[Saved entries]
--- START ---

//! Wire envelope: origin identifier plus opaque event payload.
//!
//! # Frame Layout
//!
//! ```text
//! ┌────────────┬──────────────────────────────────────┐
//! │ origin u16 │ payload (runs to end of frame)       │
//! │ big-endian │ serialized event, owned by the codec │
//! └────────────┴──────────────────────────────────────┘
//!   bytes 0..2   bytes 2..
//! ```
//!
//! There is no length prefix on the payload. A frame shorter than two bytes
//! is malformed.
//!
//! Inbound frames are classified into an [`Inbound`] tag rather than
//! returned as errors, so the listen loop can count and skip the bad ones
//! without ever tearing down the subscription.

use crate::codec::{CodecError, EventCodec};
use crate::error::{NetEventsError, Result};
use serde::{Deserialize, Serialize};

/// Size of the origin header.
pub const ORIGIN_LEN: usize = 2;

/// Identifies the publishing process on the shared network.
///
/// Derived from the process's listening port in practice; any stable,
/// network-unique small integer works.
#[derive(Debug, Clone, Copy, PartialEq, Eq, Hash, PartialOrd, Ord, Serialize, Deserialize)]
pub struct OriginId(pub u16);

impl OriginId {
    pub fn get(self) -> u16 {
        self.0
    }
}

impl From<u16> for OriginId {
    fn from(value: u16) -> Self {
        Self(value)
    }
}

impl std::fmt::Display for OriginId {
    fn fmt(&self, f: &mut std::fmt::Formatter<'_>) -> std::fmt::Result {
        write!(f, "{}", self.0)
    }
}

/// A decoded frame borrowing its payload from the wire buffer.
#[derive(Debug, Clone, Copy, PartialEq, Eq)]
pub struct Envelope<'a> {
    pub origin: OriginId,
    pub payload: &'a [u8],
}

/// Encode an envelope into a frame.
pub fn encode(origin: OriginId, payload: &[u8]) -> Vec<u8> {
    let mut frame = Vec::with_capacity(ORIGIN_LEN + payload.len());
    frame.extend_from_slice(&origin.0.to_be_bytes());
    frame.extend_from_slice(payload);
    frame
}

/// Decode a frame into its envelope.
///
/// Fails with [`NetEventsError::MalformedFrame`] when the origin header is
/// incomplete. An empty payload is valid at this layer; whether it means
/// anything is the event codec's call.
pub fn decode(frame: &[u8]) -> Result<Envelope<'_>> {
    if frame.len() < ORIGIN_LEN {
        return Err(NetEventsError::MalformedFrame(format!(
            "frame is {} bytes, need at least {}",
            frame.len(),
            ORIGIN_LEN
        )));
    }
    let origin = u16::from_be_bytes([frame[0], frame[1]]);
    Ok(Envelope {
        origin: OriginId(origin),
        payload: &frame[ORIGIN_LEN..],
    })
}

/// Result of classifying an inbound frame.
#[derive(Debug, Clone, PartialEq)]
pub enum Inbound<E> {
    /// A peer's event, ready for dispatch.
    Accepted { origin: OriginId, event: E },
    /// Our own publish echoed back by the broker.
    SelfOriginated,
    /// Truncated frame or unreadable payload.
    Malformed(String),
    /// Well-formed payload naming an event type unknown locally.
    UnknownType(String),
}

impl<E> Inbound<E> {
    /// Metric/log label for this outcome.
    pub fn label(&self) -> &'static str {
        match self {
            Inbound::Accepted { .. } => "accepted",
            Inbound::SelfOriginated => "self",
            Inbound::Malformed(_) => "malformed",
            Inbound::UnknownType(_) => "unknown",
        }
    }
}

/// Decode and filter one inbound frame.
///
/// The origin check runs before the payload is deserialized, so our own
/// echoes cost nothing beyond the header read.
pub fn classify<E: 'static>(frame: &[u8], local: OriginId, codec: &dyn EventCodec<E>) -> Inbound<E> {
    let envelope = match decode(frame) {
        Ok(envelope) => envelope,
        Err(e) => return Inbound::Malformed(e.to_string()),
    };

    if envelope.origin == local {
        return Inbound::SelfOriginated;
    }

    match codec.decode(envelope.payload) {
        Ok(event) => Inbound::Accepted {
            origin: envelope.origin,
            event,
        },
        Err(CodecError::UnknownType(msg)) => Inbound::UnknownType(msg),
        Err(CodecError::Malformed(msg)) | Err(CodecError::Encode(msg)) => Inbound::Malformed(msg),
    }
}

--- END ---

[ABOUT THIS TASK] Copy every line of the entries in which "EventCodec" can be found.

[EXERCISE SOLUTION]
use crate::codec::{CodecError, EventCodec};
pub fn classify<E: 'static>(frame: &[u8], local: OriginId, codec: &dyn EventCodec<E>) -> Inbound<E> {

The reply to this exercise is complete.